### Dataset
pub mod chat;
pub mod context;
pub mod events;
pub mod history;
pub mod prompts;
pub mod qa;
pub mod quiz;
pub mod resources;
pub mod router;
pub mod session;
pub mod transcribe;

pub use chat::{ChatSession, NdjsonDecoder};
pub use context::{build_rolling_context, SYSTEM_BRAINSTORM_PROMPT};
pub use events::{EventSink, NullEventSink, RecordingEventSink, TracingEventSink};
pub use history::{
    archive_chat_session, load_chat_history, load_qa_history, load_quiz_history, push_qa_history,
    push_quiz_history, upsert_chat_session, FileHistoryStore, HistoryStore, MemoryHistoryStore,
};
pub use prompts::{build_qa_prompt, build_quiz_prompt, SYSTEM_TUTOR_STYLE};
pub use qa::{ask_question, to_ask_question_response, ANSWER_FALLBACK_TEXT};
pub use quiz::{
    generate_quiz, grade, to_quiz, validate_quiz, validate_quiz_business_rules, QuizError,
};
pub use resources::sanitize_resources;
pub use router::{LlmRouter, ModelPolicy};
pub use session::{QuizSession, SessionPhase, QUESTION_TIME_LIMIT_SECS};
pub use transcribe::{
    TranscribeError, Transcriber, ALLOWED_AUDIO_MIMES, FALLBACK_STT_MODEL, MAX_AUDIO_BYTES,
    PRIMARY_STT_MODEL,
};

/// Default model line-up, matching the deployment this app ships with.
pub mod models {
    use super::ModelPolicy;

    pub const DEFAULT_MODEL: &str = "llama-3.3-70b-versatile";
    pub const CHAT_PRIMARY: &str = "llama-3.1-70b-versatile";
    pub const CHAT_FALLBACKS: [&str; 2] = ["mixtral-8x7b-instruct", "llama-3.1-8b-instant"];

    pub fn chat_policy() -> ModelPolicy {
        ModelPolicy {
            primary: CHAT_PRIMARY.to_string(),
            fallbacks: CHAT_FALLBACKS.iter().map(|s| (*s).to_string()).collect(),
        }
    }
}
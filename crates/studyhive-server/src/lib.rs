pub mod routes;
pub mod state;

use anyhow::Result;
use axum::Router;
use tower_http::cors::{Any, CorsLayer};
use tower_http::trace::TraceLayer;

use crate::state::AppState;

pub fn create_router(state: AppState) -> Router {
    let cors = CorsLayer::new()
        .allow_origin(Any)
        .allow_methods(Any)
        .allow_headers(Any);

    Router::new()
        .nest("/api", routes::api_router())
        .layer(cors)
        .layer(TraceLayer::new_for_http())
        .with_state(state)
}

pub async fn serve(state: AppState, addr: &str) -> Result<()> {
    let app = create_router(state);
    let listener = tokio::net::TcpListener::bind(addr).await?;
    tracing::info!("studyhive-server listening on {}", addr);
    axum::serve(listener, app).await?;
    Ok(())
}
//! Fire-and-forget usage events.
//!
//! Recording must never affect the primary response path: implementations
//! swallow every failure and callers never await or inspect the outcome.

use std::sync::Mutex;

pub trait EventSink: Send + Sync {
    fn record(&self, event_type: &str, fields: serde_json::Value);
}

/// Default sink: structured log lines under the `studyhive::events` target.
pub struct TracingEventSink;

impl EventSink for TracingEventSink {
    fn record(&self, event_type: &str, fields: serde_json::Value) {
        tracing::info!(target: "studyhive::events", event = event_type, %fields);
    }
}

/// Drops everything. For tests and offline runs.
pub struct NullEventSink;

impl EventSink for NullEventSink {
    fn record(&self, _event_type: &str, _fields: serde_json::Value) {}
}

/// Captures events in memory so tests can assert on them.
#[derive(Default)]
pub struct RecordingEventSink {
    pub events: Mutex<Vec<(String, serde_json::Value)>>,
}

impl EventSink for RecordingEventSink {
    fn record(&self, event_type: &str, fields: serde_json::Value) {
        if let Ok(mut events) = self.events.lock() {
            events.push((event_type.to_string(), fields));
        }
    }
}

impl RecordingEventSink {
    pub fn types(&self) -> Vec<String> {
        self.events
            .lock()
            .map(|e| e.iter().map(|(t, _)| t.clone()).collect())
            .unwrap_or_default()
    }
}
use axum::extract::rejection::JsonRejection;
use axum::extract::State;
use axum::http::StatusCode;
use axum::response::{IntoResponse, Response};
use axum::{routing::post, Json, Router};
use studyhive_core::quiz::generate_quiz;
use studyhive_core::QuizError;
use studyhive_schema::{QuizGenerateRequest, QuizGradeRequest};

use crate::state::AppState;

pub fn router() -> Router<AppState> {
    Router::new()
        .route("/generate", post(generate))
        .route("/grade", post(grade))
}

async fn generate(
    State(state): State<AppState>,
    body: Result<Json<QuizGenerateRequest>, JsonRejection>,
) -> Response {
    let Ok(Json(request)) = body else {
        return (StatusCode::BAD_REQUEST, "Invalid JSON body").into_response();
    };
    if let Err(err) = request.validate() {
        return (StatusCode::BAD_REQUEST, err.to_string()).into_response();
    }

    match generate_quiz(&state.router, &state.quiz_policy, &request).await {
        Ok(response) => (StatusCode::OK, Json(serde_json::json!(response))).into_response(),
        Err(err) => {
            // Validation and model failures both kill the attempt; a broken
            // quiz is never served.
            let message = match err.downcast_ref::<QuizError>() {
                Some(quiz_err) => quiz_err.to_string(),
                None => err.to_string(),
            };
            (StatusCode::INTERNAL_SERVER_ERROR, message).into_response()
        }
    }
}

/// Grading needs the authoritative quiz object, which only the client holds
/// (nothing is persisted server-side). The endpoint acknowledges the
/// submission for logging but does not fabricate a score.
async fn grade(
    State(state): State<AppState>,
    body: Result<Json<QuizGradeRequest>, JsonRejection>,
) -> Response {
    let Ok(Json(request)) = body else {
        return (StatusCode::BAD_REQUEST, "Invalid JSON").into_response();
    };

    state.events.record(
        "quiz_graded",
        serde_json::json!({
            "quizId": request.quiz_id,
            "answered": request.answers.len(),
            "total": studyhive_schema::QUIZ_QUESTION_COUNT,
        }),
    );

    (
        StatusCode::NOT_IMPLEMENTED,
        Json(serde_json::json!({
            "error": "grading happens client-side",
            "details": "no server-side quiz store exists; grade against the locally held quiz",
        })),
    )
        .into_response()
}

### About this task
Among the lines of the material, find those holding the word "body" and return them.

### Answer to the problem
    body: Result<Json<QuizGenerateRequest>, JsonRejection>,
    let Ok(Json(request)) = body else {
        return (StatusCode::BAD_REQUEST, "Invalid JSON body").into_response();
    body: Result<Json<QuizGradeRequest>, JsonRejection>,
    let Ok(Json(request)) = body else {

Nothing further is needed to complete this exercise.